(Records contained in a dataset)
========================
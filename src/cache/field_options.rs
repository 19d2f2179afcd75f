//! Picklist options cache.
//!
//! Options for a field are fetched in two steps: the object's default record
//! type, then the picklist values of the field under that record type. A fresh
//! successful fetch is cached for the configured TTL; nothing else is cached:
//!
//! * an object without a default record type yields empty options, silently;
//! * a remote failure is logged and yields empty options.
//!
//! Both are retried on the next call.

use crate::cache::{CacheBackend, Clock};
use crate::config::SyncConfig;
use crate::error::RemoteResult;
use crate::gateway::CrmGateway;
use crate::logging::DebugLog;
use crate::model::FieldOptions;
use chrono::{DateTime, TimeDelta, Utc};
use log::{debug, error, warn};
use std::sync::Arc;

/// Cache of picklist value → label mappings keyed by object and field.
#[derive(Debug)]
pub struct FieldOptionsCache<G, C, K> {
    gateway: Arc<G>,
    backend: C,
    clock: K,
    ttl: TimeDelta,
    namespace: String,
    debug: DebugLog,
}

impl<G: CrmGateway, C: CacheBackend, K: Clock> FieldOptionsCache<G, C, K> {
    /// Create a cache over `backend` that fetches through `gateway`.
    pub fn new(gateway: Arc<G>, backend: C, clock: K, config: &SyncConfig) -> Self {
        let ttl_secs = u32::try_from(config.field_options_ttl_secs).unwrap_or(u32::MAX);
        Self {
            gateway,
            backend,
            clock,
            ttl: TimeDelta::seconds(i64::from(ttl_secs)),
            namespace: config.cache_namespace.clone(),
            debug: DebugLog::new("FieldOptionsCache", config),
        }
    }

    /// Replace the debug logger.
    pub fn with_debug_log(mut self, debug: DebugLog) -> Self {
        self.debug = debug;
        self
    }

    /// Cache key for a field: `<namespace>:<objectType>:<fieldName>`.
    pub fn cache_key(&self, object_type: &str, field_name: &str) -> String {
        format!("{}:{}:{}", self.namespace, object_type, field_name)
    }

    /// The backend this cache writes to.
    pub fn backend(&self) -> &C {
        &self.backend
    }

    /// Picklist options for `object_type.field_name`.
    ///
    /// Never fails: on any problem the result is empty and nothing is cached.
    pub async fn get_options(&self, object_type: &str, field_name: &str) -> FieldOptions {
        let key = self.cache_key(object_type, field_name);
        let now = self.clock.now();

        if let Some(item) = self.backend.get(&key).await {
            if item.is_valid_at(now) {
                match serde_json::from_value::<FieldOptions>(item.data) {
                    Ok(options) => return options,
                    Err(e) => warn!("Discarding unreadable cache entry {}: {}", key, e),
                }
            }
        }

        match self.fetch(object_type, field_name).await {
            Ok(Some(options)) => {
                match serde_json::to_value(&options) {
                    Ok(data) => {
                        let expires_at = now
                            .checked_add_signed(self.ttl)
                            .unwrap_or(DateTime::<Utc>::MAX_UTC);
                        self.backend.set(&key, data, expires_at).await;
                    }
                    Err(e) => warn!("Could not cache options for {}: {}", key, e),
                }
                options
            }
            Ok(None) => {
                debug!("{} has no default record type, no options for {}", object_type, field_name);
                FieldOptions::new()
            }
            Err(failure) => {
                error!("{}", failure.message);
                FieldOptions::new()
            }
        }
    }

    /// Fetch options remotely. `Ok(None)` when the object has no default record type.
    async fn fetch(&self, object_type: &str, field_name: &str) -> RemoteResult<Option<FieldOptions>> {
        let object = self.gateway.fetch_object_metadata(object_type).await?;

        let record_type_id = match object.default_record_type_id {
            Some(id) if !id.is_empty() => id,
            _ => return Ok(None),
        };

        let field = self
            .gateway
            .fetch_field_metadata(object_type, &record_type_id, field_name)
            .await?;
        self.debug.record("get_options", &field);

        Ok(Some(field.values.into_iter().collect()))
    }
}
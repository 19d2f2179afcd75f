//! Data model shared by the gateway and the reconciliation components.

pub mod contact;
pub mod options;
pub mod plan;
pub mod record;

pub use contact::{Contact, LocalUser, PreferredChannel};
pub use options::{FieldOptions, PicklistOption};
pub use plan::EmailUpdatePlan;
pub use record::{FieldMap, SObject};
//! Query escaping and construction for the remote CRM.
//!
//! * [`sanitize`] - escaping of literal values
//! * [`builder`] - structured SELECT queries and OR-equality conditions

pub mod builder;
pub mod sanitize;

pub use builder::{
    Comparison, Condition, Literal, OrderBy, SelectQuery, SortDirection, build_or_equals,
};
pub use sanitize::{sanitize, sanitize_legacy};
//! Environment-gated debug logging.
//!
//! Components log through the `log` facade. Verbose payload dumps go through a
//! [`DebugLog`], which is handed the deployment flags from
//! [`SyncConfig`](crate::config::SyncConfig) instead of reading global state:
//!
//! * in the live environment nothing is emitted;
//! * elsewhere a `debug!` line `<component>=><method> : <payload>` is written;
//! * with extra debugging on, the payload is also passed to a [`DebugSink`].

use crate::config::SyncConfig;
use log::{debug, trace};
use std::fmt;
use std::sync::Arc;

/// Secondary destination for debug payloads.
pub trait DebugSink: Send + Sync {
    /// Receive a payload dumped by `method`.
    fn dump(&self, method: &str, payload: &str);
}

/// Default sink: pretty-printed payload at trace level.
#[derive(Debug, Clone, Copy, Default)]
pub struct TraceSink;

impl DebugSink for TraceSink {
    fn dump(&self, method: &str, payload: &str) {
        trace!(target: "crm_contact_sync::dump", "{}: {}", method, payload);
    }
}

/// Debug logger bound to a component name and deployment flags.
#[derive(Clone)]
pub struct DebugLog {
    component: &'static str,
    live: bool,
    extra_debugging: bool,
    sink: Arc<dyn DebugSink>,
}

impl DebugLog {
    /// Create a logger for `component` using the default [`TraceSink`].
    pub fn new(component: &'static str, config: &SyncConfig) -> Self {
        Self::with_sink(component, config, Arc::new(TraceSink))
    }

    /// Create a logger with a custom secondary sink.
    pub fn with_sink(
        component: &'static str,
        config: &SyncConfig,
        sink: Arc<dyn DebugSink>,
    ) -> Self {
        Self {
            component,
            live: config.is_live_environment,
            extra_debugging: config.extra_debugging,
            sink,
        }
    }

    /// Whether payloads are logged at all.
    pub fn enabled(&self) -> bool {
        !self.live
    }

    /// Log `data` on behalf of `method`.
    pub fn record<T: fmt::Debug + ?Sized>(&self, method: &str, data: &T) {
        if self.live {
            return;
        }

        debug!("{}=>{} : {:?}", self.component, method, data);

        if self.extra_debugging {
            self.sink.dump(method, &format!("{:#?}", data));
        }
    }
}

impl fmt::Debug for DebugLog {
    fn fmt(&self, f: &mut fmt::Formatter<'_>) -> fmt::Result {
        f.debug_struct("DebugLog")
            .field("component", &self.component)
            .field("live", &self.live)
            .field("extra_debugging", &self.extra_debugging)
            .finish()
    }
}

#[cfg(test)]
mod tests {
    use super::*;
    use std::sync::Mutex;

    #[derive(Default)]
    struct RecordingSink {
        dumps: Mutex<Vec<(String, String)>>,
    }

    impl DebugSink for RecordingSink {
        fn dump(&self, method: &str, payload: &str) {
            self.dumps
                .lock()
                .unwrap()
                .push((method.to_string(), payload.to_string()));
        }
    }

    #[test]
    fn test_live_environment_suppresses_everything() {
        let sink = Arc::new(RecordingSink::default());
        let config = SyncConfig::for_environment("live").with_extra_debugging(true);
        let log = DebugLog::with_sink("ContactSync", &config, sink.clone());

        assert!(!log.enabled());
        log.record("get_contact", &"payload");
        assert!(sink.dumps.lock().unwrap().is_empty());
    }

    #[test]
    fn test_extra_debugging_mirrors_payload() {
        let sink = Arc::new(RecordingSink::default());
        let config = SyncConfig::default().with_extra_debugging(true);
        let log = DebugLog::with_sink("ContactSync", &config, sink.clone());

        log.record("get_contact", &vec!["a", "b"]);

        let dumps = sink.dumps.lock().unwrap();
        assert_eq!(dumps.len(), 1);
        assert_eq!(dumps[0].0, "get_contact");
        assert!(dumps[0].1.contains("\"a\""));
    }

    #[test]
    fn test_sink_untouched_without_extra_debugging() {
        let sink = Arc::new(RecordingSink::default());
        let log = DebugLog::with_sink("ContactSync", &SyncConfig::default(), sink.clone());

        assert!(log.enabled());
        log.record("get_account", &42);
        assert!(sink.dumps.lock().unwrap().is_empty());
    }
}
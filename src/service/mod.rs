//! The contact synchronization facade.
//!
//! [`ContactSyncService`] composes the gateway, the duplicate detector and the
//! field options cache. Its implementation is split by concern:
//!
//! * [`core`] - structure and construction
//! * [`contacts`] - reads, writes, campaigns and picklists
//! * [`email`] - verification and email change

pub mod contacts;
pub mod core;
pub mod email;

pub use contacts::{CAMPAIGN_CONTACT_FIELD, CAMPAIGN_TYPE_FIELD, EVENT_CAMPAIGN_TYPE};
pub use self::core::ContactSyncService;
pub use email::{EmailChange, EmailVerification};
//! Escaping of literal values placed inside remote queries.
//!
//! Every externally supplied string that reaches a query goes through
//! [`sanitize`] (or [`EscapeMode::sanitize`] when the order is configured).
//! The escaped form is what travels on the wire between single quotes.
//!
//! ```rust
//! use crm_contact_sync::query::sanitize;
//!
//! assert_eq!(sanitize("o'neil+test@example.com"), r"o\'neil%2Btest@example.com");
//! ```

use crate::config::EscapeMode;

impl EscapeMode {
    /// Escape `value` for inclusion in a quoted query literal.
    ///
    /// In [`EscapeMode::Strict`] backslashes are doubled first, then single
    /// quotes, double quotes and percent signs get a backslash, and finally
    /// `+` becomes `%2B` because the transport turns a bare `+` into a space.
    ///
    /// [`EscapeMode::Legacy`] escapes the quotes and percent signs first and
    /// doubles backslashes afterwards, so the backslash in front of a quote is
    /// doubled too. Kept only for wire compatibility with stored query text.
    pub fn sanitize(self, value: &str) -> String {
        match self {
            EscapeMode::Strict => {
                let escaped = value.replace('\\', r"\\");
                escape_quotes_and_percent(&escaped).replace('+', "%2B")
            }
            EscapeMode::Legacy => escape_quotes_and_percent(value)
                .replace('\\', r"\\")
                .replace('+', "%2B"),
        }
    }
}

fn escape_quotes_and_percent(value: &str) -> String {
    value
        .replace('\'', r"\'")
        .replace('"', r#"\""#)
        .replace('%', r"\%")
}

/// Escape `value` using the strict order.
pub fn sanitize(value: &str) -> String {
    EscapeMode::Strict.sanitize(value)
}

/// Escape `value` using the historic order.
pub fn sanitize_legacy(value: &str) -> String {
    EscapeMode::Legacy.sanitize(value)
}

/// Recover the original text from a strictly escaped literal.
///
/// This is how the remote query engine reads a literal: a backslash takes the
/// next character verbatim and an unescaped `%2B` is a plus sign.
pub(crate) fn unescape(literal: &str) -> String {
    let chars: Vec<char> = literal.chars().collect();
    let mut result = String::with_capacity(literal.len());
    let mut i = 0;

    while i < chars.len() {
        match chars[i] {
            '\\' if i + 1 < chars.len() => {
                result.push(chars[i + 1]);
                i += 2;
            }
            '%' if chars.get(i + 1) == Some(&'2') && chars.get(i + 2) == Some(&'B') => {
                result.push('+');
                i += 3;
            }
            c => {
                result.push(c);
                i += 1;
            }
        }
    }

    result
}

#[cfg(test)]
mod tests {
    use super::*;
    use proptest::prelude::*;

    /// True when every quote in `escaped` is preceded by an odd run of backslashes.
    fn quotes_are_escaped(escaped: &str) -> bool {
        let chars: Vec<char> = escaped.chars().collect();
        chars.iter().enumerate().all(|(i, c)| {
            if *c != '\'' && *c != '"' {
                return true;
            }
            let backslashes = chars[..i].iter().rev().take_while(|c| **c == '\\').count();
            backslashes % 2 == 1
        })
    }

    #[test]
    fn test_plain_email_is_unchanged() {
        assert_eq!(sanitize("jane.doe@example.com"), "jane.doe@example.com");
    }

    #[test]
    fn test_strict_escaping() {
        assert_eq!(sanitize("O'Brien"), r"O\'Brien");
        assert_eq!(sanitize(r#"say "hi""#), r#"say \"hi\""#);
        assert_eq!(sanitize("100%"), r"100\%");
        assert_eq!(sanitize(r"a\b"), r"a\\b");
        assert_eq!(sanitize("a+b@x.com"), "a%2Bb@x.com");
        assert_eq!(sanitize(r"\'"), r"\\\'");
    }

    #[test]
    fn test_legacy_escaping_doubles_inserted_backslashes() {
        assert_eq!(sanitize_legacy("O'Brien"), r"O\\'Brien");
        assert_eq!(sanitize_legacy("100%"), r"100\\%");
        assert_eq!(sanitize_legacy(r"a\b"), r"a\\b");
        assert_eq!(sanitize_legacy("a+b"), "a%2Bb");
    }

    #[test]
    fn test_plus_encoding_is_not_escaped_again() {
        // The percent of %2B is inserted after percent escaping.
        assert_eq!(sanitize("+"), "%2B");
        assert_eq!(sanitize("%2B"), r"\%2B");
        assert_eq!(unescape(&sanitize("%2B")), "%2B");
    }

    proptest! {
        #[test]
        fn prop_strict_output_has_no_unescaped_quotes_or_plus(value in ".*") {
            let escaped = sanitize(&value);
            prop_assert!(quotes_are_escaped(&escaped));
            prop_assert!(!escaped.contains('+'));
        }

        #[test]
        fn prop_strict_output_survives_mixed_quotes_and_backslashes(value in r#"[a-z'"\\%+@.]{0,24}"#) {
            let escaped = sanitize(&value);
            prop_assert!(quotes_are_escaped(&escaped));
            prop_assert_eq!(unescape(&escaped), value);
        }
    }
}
========================
ACTIVITY ▸
Look for the string "contains" in the records, and copy every line where it is found.

ANSWER SECTION ▸
        assert!(dumps[0].1.contains("\"a\""));
            prop_assert!(!escaped.contains('+'));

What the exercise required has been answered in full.